Here are Morgan’s seven keys to assist you through it all:
Create an Intention with your Fiancé ~ Get clear on the purpose of this day, what the two of you want it to represent, how you both want to feel and your desired outcome. Write it down and keep it somewhere you will read it daily.
Release the Illusion that Everything Has to be Perfect ~ That thought only will keep you up at night. The process will all work out the way it needs to for whatever your playbook requires. Once you can let the idea of perfection go you will be able to move more freely and joyfully through the process.
Stay in Your “Classroom” ~ Do not compare your process to movies, bridal magazines or even your friends or family member’s experience. Comparing will add extra pressure that you do not need because their process is not a part of what is necessary for you to succeed in your “classroom”. Be present to what you and your fiancé are creating and stay there.

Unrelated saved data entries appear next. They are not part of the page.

//! Millisecond clocks for ID generation.
//!
//! Auto-generated IDs take their `ms` part from a [`Clock`] injected into the
//! stream. Tests use [`ManualClock`] to pin or step time.

use std::fmt;
use std::sync::atomic::{AtomicU64, Ordering};
use std::time::{SystemTime, UNIX_EPOCH};

pub trait Clock: Send + Sync + fmt::Debug {
    /// Milliseconds since the Unix epoch.
    fn now_ms(&self) -> u64;
}

#[derive(Debug, Default, Clone, Copy)]
pub struct SystemClock;

impl Clock for SystemClock {
    fn now_ms(&self) -> u64 {
        SystemTime::now()
            .duration_since(UNIX_EPOCH)
            .map(|d| d.as_millis() as u64)
            .unwrap_or(0)
    }
}

/// Clock that only moves when told to.
#[derive(Debug, Default)]
pub struct ManualClock {
    now: AtomicU64,
}

impl ManualClock {
    pub fn new(now_ms: u64) -> Self {
        Self {
            now: AtomicU64::new(now_ms),
        }
    }

    pub fn set(&self, now_ms: u64) {
        self.now.store(now_ms, Ordering::Relaxed);
    }

    pub fn advance(&self, ms: u64) {
        self.now.fetch_add(ms, Ordering::Relaxed);
    }
}

impl Clock for ManualClock {
    fn now_ms(&self) -> u64 {
        self.now.load(Ordering::Relaxed)
    }
}
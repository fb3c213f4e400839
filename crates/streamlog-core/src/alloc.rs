//! Node Buffer Allocation
//!
//! Node buffers only ever grow through a [`NodeAllocator`]. The allocator is
//! handed to the stream at construction time, so an embedding store can meter
//! or cap the memory its streams use.
//!
//! Every node mutation asks the allocator for the *whole* growth it needs before
//! writing a single byte. A refusal therefore leaves the node exactly as it was.

use std::fmt;
use std::sync::atomic::{AtomicUsize, Ordering};

use crate::{Error, Result};

/// Grows and releases node buffers.
pub trait NodeAllocator: Send + Sync + fmt::Debug {
    /// Ensure `buf` can take `additional` more bytes without reallocating.
    fn reserve(&self, buf: &mut Vec<u8>, additional: usize) -> Result<()>;

    /// A buffer of `capacity` bytes is being dropped.
    fn release(&self, capacity: usize);
}

/// Allocator backed by the global heap; only fails if the heap does.
#[derive(Debug, Default, Clone, Copy)]
pub struct SystemAllocator;

impl NodeAllocator for SystemAllocator {
    fn reserve(&self, buf: &mut Vec<u8>, additional: usize) -> Result<()> {
        buf.try_reserve(additional)
            .map_err(|e| Error::AllocationFailure(e.to_string()))
    }

    fn release(&self, _capacity: usize) {}
}

/// Allocator with a hard cap on the total capacity of live node buffers.
#[derive(Debug)]
pub struct BoundedAllocator {
    limit: usize,
    used: AtomicUsize,
}

impl BoundedAllocator {
    pub fn new(limit: usize) -> Self {
        Self {
            limit,
            used: AtomicUsize::new(0),
        }
    }

    /// Bytes currently charged to live buffers.
    pub fn used(&self) -> usize {
        self.used.load(Ordering::Relaxed)
    }

    pub fn limit(&self) -> usize {
        self.limit
    }
}

impl NodeAllocator for BoundedAllocator {
    fn reserve(&self, buf: &mut Vec<u8>, additional: usize) -> Result<()> {
        let wanted = buf.len().saturating_add(additional);
        if wanted <= buf.capacity() {
            return Ok(());
        }

        let growth = wanted - buf.capacity();
        let used = self.used();
        if used.saturating_add(growth) > self.limit {
            return Err(Error::AllocationFailure(format!(
                "node memory limit reached: {} + {} > {} bytes",
                used, growth, self.limit
            )));
        }

        let before = buf.capacity();
        buf.try_reserve_exact(additional)
            .map_err(|e| Error::AllocationFailure(e.to_string()))?;
        self.used
            .fetch_add(buf.capacity() - before, Ordering::Relaxed);
        Ok(())
    }

    fn release(&self, capacity: usize) {
        let _ = self
            .used
            .fetch_update(Ordering::Relaxed, Ordering::Relaxed, |used| {
                Some(used.saturating_sub(capacity))
            });
    }
}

Shift Your Perspective ~ Find opportunity for growth in every challenge; believe me there is one in every challenge. Focus on what you can control and what type of meaning you give things. (i.e. – My wedding will not be beautiful if I don’t have roses in my bouquet.) Your preconceived thoughts can bring a lot of unnecessary tension.
Attitude of Gratitude ~ Acknowledging all that you are grateful for always helps make you feel better and pay attention to the bigger picture. You can write a daily or weekly list of what you are grateful for from the photographer returning your emails to marrying the person you love.
Create Rituals ~ When you have a system in place it is much easier to maneuver through the highs and lows of planning. You may want to have a dedicated time to pray/meditate together, establish certain days of the week for wedding planning discussions and a method to handle decision making (i.e. – No decisions made without at least 24 hours for both of you to examine thoroughly.).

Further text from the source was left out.